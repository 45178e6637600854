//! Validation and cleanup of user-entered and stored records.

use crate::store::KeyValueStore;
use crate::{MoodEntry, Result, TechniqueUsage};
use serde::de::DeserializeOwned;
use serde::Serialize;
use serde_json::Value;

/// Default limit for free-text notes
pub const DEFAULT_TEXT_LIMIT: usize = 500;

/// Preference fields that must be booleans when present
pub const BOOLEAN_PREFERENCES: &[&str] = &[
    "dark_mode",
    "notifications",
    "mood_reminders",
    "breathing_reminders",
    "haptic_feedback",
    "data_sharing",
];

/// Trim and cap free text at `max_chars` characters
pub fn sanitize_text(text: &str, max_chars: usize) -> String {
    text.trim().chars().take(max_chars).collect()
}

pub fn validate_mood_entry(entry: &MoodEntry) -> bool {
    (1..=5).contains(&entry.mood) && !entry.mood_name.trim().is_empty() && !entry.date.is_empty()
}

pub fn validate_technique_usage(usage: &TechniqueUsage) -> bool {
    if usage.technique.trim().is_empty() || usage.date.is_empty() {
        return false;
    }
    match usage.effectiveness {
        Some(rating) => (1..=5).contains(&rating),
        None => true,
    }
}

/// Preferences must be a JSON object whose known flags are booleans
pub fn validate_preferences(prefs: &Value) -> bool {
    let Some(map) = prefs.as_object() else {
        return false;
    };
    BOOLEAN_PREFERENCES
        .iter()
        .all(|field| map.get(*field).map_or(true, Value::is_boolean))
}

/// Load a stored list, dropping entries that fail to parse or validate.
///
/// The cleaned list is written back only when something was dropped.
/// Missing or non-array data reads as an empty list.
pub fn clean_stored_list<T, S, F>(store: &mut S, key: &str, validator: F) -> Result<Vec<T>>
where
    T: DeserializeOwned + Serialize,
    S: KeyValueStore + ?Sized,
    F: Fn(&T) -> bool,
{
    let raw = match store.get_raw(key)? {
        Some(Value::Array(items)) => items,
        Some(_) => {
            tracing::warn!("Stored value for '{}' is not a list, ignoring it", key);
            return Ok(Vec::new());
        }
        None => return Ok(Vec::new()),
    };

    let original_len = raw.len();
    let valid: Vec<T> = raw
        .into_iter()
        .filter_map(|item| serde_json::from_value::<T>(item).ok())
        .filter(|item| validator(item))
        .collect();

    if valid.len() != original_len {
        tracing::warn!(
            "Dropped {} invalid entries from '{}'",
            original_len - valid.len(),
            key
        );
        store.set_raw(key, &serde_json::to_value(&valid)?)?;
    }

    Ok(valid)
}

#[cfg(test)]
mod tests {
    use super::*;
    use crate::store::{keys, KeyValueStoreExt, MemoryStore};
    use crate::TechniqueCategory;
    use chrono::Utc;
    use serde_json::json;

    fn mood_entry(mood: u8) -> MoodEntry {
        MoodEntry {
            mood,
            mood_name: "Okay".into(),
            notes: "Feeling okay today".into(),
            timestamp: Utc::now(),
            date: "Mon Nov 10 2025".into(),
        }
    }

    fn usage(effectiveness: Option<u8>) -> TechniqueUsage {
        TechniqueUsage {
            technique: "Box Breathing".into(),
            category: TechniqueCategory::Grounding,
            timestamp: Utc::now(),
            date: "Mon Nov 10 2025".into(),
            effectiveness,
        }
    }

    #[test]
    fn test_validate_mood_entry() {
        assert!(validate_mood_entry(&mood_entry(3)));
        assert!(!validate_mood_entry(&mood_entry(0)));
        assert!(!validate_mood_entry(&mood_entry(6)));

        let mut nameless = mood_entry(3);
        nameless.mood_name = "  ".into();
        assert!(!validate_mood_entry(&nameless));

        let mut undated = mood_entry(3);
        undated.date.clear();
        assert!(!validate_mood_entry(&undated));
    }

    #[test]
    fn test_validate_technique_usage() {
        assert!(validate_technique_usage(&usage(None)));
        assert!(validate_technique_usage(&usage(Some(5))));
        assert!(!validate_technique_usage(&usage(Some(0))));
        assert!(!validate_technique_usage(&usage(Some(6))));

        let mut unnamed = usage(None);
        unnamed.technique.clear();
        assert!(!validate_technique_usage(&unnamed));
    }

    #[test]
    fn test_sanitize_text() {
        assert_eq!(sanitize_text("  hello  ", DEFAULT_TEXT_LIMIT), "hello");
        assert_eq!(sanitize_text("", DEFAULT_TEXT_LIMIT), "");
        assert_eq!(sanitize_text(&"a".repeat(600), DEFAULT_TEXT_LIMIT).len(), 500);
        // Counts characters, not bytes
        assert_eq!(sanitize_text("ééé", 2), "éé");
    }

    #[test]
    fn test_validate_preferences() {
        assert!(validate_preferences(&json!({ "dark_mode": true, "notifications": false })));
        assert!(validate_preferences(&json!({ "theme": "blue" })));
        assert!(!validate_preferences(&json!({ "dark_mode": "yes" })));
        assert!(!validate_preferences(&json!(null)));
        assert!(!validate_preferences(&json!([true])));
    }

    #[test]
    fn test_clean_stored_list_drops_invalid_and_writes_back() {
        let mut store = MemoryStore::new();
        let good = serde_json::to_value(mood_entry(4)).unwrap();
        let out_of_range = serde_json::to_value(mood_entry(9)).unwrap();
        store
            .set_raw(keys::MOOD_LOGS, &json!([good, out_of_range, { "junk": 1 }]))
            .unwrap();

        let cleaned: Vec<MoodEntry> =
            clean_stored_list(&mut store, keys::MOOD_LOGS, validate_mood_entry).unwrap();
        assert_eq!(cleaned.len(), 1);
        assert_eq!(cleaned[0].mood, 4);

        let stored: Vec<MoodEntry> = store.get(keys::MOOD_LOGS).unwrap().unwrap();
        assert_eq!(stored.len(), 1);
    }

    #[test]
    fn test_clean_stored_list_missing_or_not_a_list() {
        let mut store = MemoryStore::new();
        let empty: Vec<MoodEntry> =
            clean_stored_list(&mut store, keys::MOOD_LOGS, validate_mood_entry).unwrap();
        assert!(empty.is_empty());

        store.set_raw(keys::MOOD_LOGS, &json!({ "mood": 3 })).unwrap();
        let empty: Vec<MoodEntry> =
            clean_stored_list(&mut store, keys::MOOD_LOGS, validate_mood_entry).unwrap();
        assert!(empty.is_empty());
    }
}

+ + +

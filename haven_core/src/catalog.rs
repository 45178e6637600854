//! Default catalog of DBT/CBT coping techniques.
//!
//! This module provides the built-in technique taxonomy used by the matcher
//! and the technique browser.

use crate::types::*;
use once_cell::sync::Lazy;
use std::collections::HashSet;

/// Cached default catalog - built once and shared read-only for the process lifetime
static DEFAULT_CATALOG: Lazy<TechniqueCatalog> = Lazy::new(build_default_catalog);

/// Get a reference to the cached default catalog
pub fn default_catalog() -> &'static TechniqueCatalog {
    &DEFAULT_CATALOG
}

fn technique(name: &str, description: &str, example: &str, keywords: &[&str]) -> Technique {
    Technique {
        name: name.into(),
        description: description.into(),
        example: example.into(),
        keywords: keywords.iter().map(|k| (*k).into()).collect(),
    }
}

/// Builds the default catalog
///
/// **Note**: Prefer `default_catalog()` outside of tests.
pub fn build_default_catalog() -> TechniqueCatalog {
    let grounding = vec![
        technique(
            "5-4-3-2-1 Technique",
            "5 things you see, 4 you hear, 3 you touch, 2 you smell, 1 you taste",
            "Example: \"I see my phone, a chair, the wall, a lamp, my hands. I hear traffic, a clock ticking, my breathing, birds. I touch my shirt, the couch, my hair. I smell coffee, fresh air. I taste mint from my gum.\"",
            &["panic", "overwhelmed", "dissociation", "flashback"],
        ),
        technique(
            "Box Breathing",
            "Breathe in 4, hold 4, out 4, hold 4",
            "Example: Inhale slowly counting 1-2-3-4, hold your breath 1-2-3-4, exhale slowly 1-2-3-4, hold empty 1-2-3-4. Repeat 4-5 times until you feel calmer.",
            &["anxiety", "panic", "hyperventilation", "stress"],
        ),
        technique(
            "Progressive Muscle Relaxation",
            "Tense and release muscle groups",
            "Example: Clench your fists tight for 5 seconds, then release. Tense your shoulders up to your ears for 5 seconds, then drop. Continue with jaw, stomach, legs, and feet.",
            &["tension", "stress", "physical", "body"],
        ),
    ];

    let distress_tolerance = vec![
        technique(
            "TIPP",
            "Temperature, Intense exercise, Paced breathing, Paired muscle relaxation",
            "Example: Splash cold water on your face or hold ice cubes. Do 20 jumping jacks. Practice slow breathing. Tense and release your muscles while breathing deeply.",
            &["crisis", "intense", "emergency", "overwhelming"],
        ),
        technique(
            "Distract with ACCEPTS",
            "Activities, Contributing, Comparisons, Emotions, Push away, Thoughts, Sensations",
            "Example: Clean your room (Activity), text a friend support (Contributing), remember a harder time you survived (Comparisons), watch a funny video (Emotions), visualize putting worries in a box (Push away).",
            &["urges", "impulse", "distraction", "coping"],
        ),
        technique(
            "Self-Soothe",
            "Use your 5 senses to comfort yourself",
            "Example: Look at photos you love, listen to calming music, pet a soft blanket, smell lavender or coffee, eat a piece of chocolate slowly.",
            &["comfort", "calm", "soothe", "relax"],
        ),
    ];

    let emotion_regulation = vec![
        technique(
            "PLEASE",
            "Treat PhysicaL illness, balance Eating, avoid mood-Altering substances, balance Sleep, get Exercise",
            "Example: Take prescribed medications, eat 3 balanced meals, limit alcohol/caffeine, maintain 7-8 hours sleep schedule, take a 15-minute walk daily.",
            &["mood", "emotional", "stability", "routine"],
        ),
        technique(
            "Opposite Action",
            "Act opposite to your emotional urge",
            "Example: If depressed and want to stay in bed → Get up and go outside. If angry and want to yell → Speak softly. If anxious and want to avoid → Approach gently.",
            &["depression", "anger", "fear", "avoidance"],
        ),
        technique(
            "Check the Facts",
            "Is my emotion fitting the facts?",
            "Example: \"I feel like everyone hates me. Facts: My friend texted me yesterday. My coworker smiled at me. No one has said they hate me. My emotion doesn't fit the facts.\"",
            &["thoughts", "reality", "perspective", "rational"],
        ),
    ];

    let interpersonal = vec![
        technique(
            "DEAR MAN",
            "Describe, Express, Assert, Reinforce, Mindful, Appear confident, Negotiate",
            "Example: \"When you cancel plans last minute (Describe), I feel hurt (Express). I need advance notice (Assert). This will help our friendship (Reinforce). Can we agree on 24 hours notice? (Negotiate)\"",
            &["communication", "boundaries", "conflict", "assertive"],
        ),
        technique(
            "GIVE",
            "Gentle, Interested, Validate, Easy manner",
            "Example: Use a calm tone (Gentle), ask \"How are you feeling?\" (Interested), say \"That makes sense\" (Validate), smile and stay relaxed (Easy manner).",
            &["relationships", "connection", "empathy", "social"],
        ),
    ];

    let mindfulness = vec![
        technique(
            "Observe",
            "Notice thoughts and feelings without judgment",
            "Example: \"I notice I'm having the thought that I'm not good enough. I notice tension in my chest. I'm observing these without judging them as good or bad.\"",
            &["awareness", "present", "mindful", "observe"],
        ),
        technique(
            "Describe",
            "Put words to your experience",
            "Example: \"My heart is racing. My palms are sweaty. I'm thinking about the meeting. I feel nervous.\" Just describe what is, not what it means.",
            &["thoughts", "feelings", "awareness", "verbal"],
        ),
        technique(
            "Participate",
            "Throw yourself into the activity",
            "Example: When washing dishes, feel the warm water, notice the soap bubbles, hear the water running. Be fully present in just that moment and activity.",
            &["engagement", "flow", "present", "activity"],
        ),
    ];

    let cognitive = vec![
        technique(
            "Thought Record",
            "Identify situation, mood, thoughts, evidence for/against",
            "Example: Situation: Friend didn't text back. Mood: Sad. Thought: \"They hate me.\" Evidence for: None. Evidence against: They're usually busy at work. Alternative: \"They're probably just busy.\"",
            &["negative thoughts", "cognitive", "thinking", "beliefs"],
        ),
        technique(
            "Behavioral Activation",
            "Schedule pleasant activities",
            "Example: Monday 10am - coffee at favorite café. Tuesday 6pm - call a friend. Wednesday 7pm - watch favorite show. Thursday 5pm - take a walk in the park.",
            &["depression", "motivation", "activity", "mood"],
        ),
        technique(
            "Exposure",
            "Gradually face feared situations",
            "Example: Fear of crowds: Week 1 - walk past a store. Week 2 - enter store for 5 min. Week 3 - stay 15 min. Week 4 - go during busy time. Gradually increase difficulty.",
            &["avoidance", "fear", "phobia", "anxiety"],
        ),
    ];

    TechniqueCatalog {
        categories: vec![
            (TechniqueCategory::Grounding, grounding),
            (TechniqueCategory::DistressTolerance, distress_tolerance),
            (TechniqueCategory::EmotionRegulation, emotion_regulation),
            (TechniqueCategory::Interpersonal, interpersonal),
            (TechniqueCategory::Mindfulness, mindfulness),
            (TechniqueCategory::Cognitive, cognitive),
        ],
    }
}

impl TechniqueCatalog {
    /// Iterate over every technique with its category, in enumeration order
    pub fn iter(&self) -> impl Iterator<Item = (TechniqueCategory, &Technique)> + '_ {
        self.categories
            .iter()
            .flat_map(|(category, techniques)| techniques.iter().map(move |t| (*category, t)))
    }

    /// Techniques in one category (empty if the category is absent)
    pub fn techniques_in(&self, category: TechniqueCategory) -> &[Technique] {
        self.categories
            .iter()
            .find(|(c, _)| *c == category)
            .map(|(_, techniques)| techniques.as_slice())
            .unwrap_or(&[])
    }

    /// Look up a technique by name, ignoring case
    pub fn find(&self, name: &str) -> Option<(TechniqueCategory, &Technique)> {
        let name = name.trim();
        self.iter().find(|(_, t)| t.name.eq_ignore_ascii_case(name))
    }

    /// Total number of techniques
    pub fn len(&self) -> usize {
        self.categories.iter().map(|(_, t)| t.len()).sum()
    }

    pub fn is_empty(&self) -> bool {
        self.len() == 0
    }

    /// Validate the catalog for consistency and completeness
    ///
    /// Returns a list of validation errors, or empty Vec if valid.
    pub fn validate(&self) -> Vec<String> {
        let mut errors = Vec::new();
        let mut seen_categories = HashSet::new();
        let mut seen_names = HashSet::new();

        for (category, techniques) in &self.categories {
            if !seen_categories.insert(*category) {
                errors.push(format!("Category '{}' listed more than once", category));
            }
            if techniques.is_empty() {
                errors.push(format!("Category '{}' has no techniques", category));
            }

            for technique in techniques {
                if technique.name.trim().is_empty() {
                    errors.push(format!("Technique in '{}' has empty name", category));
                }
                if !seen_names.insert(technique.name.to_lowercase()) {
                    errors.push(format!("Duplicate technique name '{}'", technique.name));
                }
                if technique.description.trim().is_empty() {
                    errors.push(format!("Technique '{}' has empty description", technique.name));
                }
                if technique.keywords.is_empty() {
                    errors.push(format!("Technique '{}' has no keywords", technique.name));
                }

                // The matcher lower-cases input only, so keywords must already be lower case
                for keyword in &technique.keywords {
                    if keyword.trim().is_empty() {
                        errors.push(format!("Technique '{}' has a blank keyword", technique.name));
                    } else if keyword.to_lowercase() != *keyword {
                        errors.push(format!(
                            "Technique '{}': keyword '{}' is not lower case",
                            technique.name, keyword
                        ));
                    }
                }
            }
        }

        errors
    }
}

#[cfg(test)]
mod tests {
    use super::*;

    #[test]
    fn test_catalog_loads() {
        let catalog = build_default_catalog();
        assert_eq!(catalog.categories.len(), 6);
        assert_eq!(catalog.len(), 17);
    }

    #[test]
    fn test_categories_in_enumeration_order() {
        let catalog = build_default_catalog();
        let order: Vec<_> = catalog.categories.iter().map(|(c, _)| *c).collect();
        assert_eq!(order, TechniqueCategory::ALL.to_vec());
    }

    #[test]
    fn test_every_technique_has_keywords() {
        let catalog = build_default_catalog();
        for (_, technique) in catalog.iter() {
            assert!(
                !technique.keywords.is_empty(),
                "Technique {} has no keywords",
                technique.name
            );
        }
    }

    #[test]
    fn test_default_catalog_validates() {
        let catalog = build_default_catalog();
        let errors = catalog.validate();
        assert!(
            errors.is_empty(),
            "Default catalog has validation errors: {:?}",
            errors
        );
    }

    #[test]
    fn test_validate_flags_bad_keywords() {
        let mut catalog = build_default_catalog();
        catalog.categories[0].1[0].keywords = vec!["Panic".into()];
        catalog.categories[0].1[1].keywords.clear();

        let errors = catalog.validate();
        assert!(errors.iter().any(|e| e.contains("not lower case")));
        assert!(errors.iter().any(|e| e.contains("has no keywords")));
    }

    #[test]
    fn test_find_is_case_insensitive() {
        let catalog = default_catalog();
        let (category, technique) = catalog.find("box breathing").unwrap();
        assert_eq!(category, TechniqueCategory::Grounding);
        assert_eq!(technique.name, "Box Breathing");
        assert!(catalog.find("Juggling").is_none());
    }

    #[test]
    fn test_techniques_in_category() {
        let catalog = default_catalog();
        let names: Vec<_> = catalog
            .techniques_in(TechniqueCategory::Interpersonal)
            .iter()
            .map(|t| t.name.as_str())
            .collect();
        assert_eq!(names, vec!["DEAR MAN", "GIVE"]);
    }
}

+ + +

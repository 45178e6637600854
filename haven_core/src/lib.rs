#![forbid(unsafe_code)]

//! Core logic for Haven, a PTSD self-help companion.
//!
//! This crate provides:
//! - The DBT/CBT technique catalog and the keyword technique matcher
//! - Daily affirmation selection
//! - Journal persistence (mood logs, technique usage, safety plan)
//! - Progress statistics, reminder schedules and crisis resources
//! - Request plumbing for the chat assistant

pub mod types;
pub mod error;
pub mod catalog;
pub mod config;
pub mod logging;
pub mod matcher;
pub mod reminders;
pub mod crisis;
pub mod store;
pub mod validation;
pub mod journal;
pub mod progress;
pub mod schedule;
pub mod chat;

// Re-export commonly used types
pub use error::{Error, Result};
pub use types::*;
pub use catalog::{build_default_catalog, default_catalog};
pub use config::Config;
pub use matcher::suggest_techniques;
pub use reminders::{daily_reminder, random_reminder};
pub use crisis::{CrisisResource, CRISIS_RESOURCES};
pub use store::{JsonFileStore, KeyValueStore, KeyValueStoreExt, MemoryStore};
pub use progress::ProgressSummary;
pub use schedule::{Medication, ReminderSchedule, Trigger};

+ + +

• YOUR INSTRUCTIONS: Report each line of the data in which "impl" occurs.

• SOLUTION:
impl TechniqueCatalog {
    pub fn iter(&self) -> impl Iterator<Item = (TechniqueCategory, &Technique)> + '_ {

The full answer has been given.